//! CBOR encoding of stream initiation payloads.
//!
//! The connection wraps these bytes in its IQ stanza; the negotiation core
//! only ever sees the payload.

use crate::error::WireError;
use crate::si::StreamInitiation;
use bytes::Bytes;
use tracing::trace;

/// Encode a stream initiation element
pub fn encode_si(si: &StreamInitiation) -> Result<Bytes, WireError> {
    let mut buf = Vec::new();
    ciborium::into_writer(si, &mut buf).map_err(|_| WireError::Encode)?;
    trace!("Encoded SI payload id={:?} ({} bytes)", si.id, buf.len());
    Ok(Bytes::from(buf))
}

/// Decode a stream initiation element
pub fn decode_si(raw: &[u8]) -> Result<StreamInitiation, WireError> {
    ciborium::from_reader(raw).map_err(|e| WireError::Decode(format!("{:?}", e)))
}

____

__TASK REQUIREMENTS__.
Across the entries above, work out the count of lines that hold the word "crate", and state that number alone.

__THE ANSWER__.
2